Таким образом, представленное изобретение позволяет идентифицировать генотип и подтип вируса гепатита С на основе анализа 5'-нетраслируемой области генома ВГС с использованием олигонуклеотидного микрочипа. Способ позволяет идентифицировать все 6 генотипов и 22 подтипа вируса гепатита С, в том числе наиболее вирулентные и лекарственно-устойчивые формы.
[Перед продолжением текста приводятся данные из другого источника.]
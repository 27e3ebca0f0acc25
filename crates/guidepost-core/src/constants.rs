/// Route component constants shared across crates
pub const APP_ROUTE_COMPONENT: &str = "app";
pub const APP_ROUTE_PREFIX: &str = const_str::concat!("/", APP_ROUTE_COMPONENT);

pub const WEBHOOK_ROUTE_COMPONENT: &str = "webhooks";
pub const WEBHOOK_ROUTE_PREFIX: &str = const_str::concat!("/", WEBHOOK_ROUTE_COMPONENT);

pub const FEED_ROUTE_COMPONENT: &str = "feed";
pub const FEED_ROUTE_PREFIX: &str = const_str::concat!("/", FEED_ROUTE_COMPONENT);

pub const FEED_FILE_NAME: &str = "calendar.ics";

/// PRODID stamped on every generated calendar document.
pub const FEED_PRODID: &str = "-//Guidepost//Guidepost Availability Engine//EN";
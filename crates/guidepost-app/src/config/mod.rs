use std::sync::Arc;

use salvo::async_trait;
pub use guidepost_core::config::*;

use crate::error::{AppError, AppResult};

pub struct ConfigHandler {
    pub settings: Settings,
}

#[async_trait]
impl salvo::Handler for ConfigHandler {
    #[tracing::instrument(skip(self, _req, depot, _res, _ctrl))]
    async fn handle(
        &self,
        _req: &mut salvo::Request,
        depot: &mut salvo::Depot,
        _res: &mut salvo::Response,
        _ctrl: &mut salvo::FlowCtrl,
    ) {
        let settings: Arc<Settings> = Arc::new(self.settings.clone());
        depot.inject(settings);
    }
}

/// ## Summary
/// Retrieves the application configuration from the depot.
///
/// ## Errors
/// Returns an error if the configuration is not found in the depot.
pub fn get_config_from_depot(depot: &salvo::Depot) -> AppResult<Arc<Settings>> {
    depot.obtain::<Arc<Settings>>().cloned().map_err(|_err| {
        AppError::CoreError(guidepost_core::error::CoreError::InvariantViolation(
            "Configuration not found in depot",
        ))
    })
}
use diesel_async::AsyncPgConnection;
use diesel_async::pooled_connection::AsyncDieselConnectionManager;
use diesel_async::pooled_connection::bb8::{Pool, PooledConnection};

use crate::db::DbProvider;
use crate::error::DbResult;

pub type DbPool = Pool<AsyncPgConnection>;
pub type DbConnection<'pool> = PooledConnection<'pool, AsyncPgConnection>;

/// ## Summary
/// Creates the ledger connection pool. Connections are held only for the
/// duration of a query; sync cycles release theirs before any feed fetch
/// starts, so a small pool covers webhook ingestion and the operator
/// surface.
///
/// ## Errors
/// Returns an error if the pool cannot be created with the provided
/// database URL.
#[tracing::instrument(skip(database_url), fields(pool_size = size))]
pub async fn create_pool(database_url: &str, size: u32) -> anyhow::Result<DbPool> {
    let manager = AsyncDieselConnectionManager::<AsyncPgConnection>::new(database_url);

    let pool = Pool::builder()
        .max_size(size)
        .min_idle(Some(1))
        .test_on_check_out(false)
        .build(manager)
        .await?;

    tracing::info!(pool_size = size, "Ledger connection pool ready");

    Ok(pool)
}

impl DbProvider for DbPool {
    #[tracing::instrument(skip(self))]
    fn get_connection<'a>(
        &'a self,
    ) -> std::pin::Pin<Box<dyn std::future::Future<Output = DbResult<DbConnection<'a>>> + Send + 'a>>
    {
        Box::pin(async move {
            let conn = self.get().await?;
            Ok(conn)
        })
    }
}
Способ выгодно отличается от существующих в настоящее время аналогов высокой специфичностью в отношении идентификации подтипов генотипа 1 и 4, в частности подтипов 1b и 4d, а также простотой выполнения и низкой себестоимостью. Данные, полученные с помощью процедуры гибридизации на микрочипах настоящего изобретения, могут быть использованы для прогнозирования и оценки тяжести протекания заболевания (острый/хронический цирроз, вероятность развития рака печени), определения терапевтической дозы лекарственных препаратов и длительности курса терапии, а также для эпидемиологического генотипирования.Thus, the presented invention allows to identify the genotype and subtype of hepatitis C virus based on the analysis of the 5'-untranslated region of the HCV genome using an oligonucleotide microchip. The method allows to identify all 6 genotypes and 22 subtypes of hepatitis C virus, including the most virulent and drug-resistant forms. The method compares favorably with existing analogues with high specificity with respect to the identification of subtypes of genotype 1 and 4, in particular subtypes 1b and 4d, as well as ease of implementation and low cost. Data obtained using the microarray hybridization procedure of the present invention can be used to predict and evaluate the severity of the course of the disease (acute / chronic cirrhosis, the likelihood of developing liver cancer), determine the therapeutic dose of drugs and the duration of the course of therapy, as well as for epidemiological genotyping.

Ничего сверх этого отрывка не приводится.